Dalej skrypt czeka chwilę na pojawienie się pendrive'a, jeżeli go znajdzie - montuje, szuka na nim kluczy, odkodowuje partycję główną i dalej przekazuje działanie do oryginalnego init'a. Jeżeli pendrive się nie pojawi, prosi o hasło lub jego włożenie i klepnięcie enter'a - i tak do skutku, aż dostanie coś poprawnego.
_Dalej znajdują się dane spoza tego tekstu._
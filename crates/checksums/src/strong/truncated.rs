use super::Md4;

/// Minimum strong-sum width, in bytes, a control file may request.
pub const MIN_LEN: usize = 3;

/// Maximum strong-sum width, in bytes, a control file may request (the full
/// MD4 digest).
pub const MAX_LEN: usize = 16;

/// MD4 digest truncated to the strong-sum width `S` recorded in a control
/// file's `Hash-Lengths` header.
///
/// zsync always hashes the full block with MD4 and keeps only the leading
/// `S` bytes of the 128-bit digest, trading collision resistance for a
/// smaller block-sum table. `S` is clamped to `[3, 16]` to match the range
/// the control file format allows.
#[derive(Clone, Copy, Debug, Eq, PartialEq)]
pub struct TruncatedMd4 {
    len: usize,
}

impl TruncatedMd4 {
    /// Creates a truncator that keeps `len` bytes of the MD4 digest.
    ///
    /// `len` is clamped to `[MIN_LEN, MAX_LEN]`.
    #[must_use]
    pub const fn new(len: usize) -> Self {
        let len = if len < MIN_LEN { MIN_LEN } else { len };
        let len = if len > MAX_LEN { MAX_LEN } else { len };
        Self { len }
    }

    /// Returns the configured strong-sum width in bytes.
    #[must_use]
    pub const fn len(&self) -> usize {
        self.len
    }

    /// Reports whether the configured width equals zero (never true; kept
    /// for API symmetry with the other digest types).
    #[must_use]
    pub const fn is_empty(&self) -> bool {
        false
    }

    /// Hashes `data` with MD4 and returns the leading [`Self::len`] bytes.
    #[must_use]
    pub fn digest(&self, data: &[u8]) -> Vec<u8> {
        let full = Md4::digest(data);
        full[..self.len].to_vec()
    }

    /// Truncates an already-computed full MD4 digest to this width.
    #[must_use]
    pub fn truncate(&self, full: [u8; 16]) -> Vec<u8> {
        full[..self.len].to_vec()
    }
}

#[cfg(test)]
mod tests {
    use super::*;

    #[test]
    fn digest_keeps_requested_prefix_of_full_md4() {
        let full = Md4::digest(b"block contents");
        let truncated = TruncatedMd4::new(8).digest(b"block contents");
        assert_eq!(truncated.as_slice(), &full[..8]);
    }

    #[test]
    fn new_clamps_below_minimum() {
        assert_eq!(TruncatedMd4::new(0).len(), MIN_LEN);
        assert_eq!(TruncatedMd4::new(1).len(), MIN_LEN);
    }

    #[test]
    fn new_clamps_above_maximum() {
        assert_eq!(TruncatedMd4::new(64).len(), MAX_LEN);
    }

    #[test]
    fn truncate_matches_digest_for_same_input() {
        let full = Md4::digest(b"seed block");
        let truncator = TruncatedMd4::new(6);
        assert_eq!(truncator.truncate(full), truncator.digest(b"seed block"));
    }
}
Całość jest ubrana jak skrypty Gentoo, krótkie komunikaty, z zieloną gwiazdką na początku, więc nie widać tak naprawdę gdzie kończy się initramfs, a gdzie zaczyna właściwy init  :Smile:  Brzmi i wygląda ładnie, ale teraz trzeba do tego dojść. Pamiętam, że podczas pisania tego, w ciągu 2 dni [tyle łącznie zajęła mi cała zabawa z szyfrowaniem] restartowałem system chyba z 40 razy  :Wink: 

Do rzeczy. Co potrzebujemy w initramfs:

- busybox - na czymś to musi działać 

- truecrypt - chodzi o binarkę

- dmsetup, losetup - wymagane przez truecrypt'a

- setfont - o tym później

- kilka urządzeń w /dev

- moduł truecrypt.ko i modules.dep

- v86d [jeżeli używasz uvesafb] i fbcondecor_helper [ze splashutils]

- splash theme

- czcionkę, która jest w systemie [u mnie: lat2-14.psfu.gz]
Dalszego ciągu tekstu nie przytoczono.